- **WHAT IS REQUIRED**:
Repeat the entries exactly as they are written.

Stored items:
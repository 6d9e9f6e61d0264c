use async_trait::async_trait;
use pulz_types::{ArtifactKind, ExecutionMetrics, ExecutionPlan, ExecutorArtifact, ExecutorOutcome, Lane, Proposal};
use serde_json::json;

use crate::lanes::{render_markdown_body, render_text_body};
use crate::pdf14::write_pdf;
use crate::{ExecutionContext, Executor, ExecutorError, ProgressSink};

pub struct DocExecutor;

#[async_trait]
impl Executor for DocExecutor {
    fn lane(&self) -> Lane {
        Lane::Doc
    }

    async fn plan(
        &self,
        _proposal: &Proposal,
        _ctx: &ExecutionContext,
    ) -> Result<ExecutionPlan, ExecutorError> {
        Ok(ExecutionPlan {
            estimated_tokens: 0,
            estimated_seconds: 1.5,
        })
    }

    async fn run(
        &self,
        _execution_id: &str,
        proposal: &Proposal,
        ctx: &ExecutionContext,
        emit: &dyn ProgressSink,
    ) -> Result<ExecutorOutcome, ExecutorError> {
        ctx.check_cancelled()?;
        emit.emit("lane_started", json!({ "lane": "doc" })).await;

        let markdown = render_markdown_body(proposal);
        let text_body = render_text_body(proposal);

        ctx.check_cancelled()?;
        emit.emit("lane_progress", json!({ "lane": "doc", "file": "document.md" })).await;
        let pdf_bytes = write_pdf(&text_body);
        emit.emit("lane_progress", json!({ "lane": "doc", "file": "document.pdf" })).await;

        let outcome = ExecutorOutcome {
            outputs: json!({ "files": ["document.md", "document.pdf"] }),
            artifacts: vec![
                ExecutorArtifact {
                    filename: "document.md".to_string(),
                    kind: ArtifactKind::Doc,
                    text: Some(markdown.clone()),
                    bytes: markdown.into_bytes(),
                },
                ExecutorArtifact {
                    filename: "document.pdf".to_string(),
                    kind: ArtifactKind::Pdf,
                    text: None,
                    bytes: pdf_bytes,
                },
            ],
            metrics: ExecutionMetrics {
                artifact_count: Some(2),
                ..Default::default()
            },
        };

        emit.emit("lane_finished", json!({ "lane": "doc" })).await;
        Ok(outcome)
    }
}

- **REPLY**:
repository 6d9e9f6e61d0264c
use async_trait::async_trait;
use pulz_types::{ArtifactKind, ExecutionMetrics, ExecutionPlan, ExecutorArtifact, ExecutorOutcome, Lane, Proposal};
use serde_json::json;

use crate::lanes::{render_markdown_body, render_text_body};
use crate::pdf14::write_pdf;
use crate::{ExecutionContext, Executor, ExecutorError, ProgressSink};

pub struct DocExecutor;

#[async_trait]
impl Executor for DocExecutor {
    fn lane(&self) -> Lane {
        Lane::Doc
    }

    async fn plan(
        &self,
        _proposal: &Proposal,
        _ctx: &ExecutionContext,
    ) -> Result<ExecutionPlan, ExecutorError> {
        Ok(ExecutionPlan {
            estimated_tokens: 0,
            estimated_seconds: 1.5,
        })
    }

    async fn run(
        &self,
        _execution_id: &str,
        proposal: &Proposal,
        ctx: &ExecutionContext,
        emit: &dyn ProgressSink,
    ) -> Result<ExecutorOutcome, ExecutorError> {
        ctx.check_cancelled()?;
        emit.emit("lane_started", json!({ "lane": "doc" })).await;

        let markdown = render_markdown_body(proposal);
        let text_body = render_text_body(proposal);

        ctx.check_cancelled()?;
        emit.emit("lane_progress", json!({ "lane": "doc", "file": "document.md" })).await;
        let pdf_bytes = write_pdf(&text_body);
        emit.emit("lane_progress", json!({ "lane": "doc", "file": "document.pdf" })).await;

        let outcome = ExecutorOutcome {
            outputs: json!({ "files": ["document.md", "document.pdf"] }),
            artifacts: vec![
                ExecutorArtifact {
                    filename: "document.md".to_string(),
                    kind: ArtifactKind::Doc,
                    text: Some(markdown.clone()),
                    bytes: markdown.into_bytes(),
                },
                ExecutorArtifact {
                    filename: "document.pdf".to_string(),
                    kind: ArtifactKind::Pdf,
                    text: None,
                    bytes: pdf_bytes,
                },
            ],
            metrics: ExecutionMetrics {
                artifact_count: Some(2),
                ..Default::default()
            },
        };

        emit.emit("lane_finished", json!({ "lane": "doc" })).await;
        Ok(outcome)
    }
}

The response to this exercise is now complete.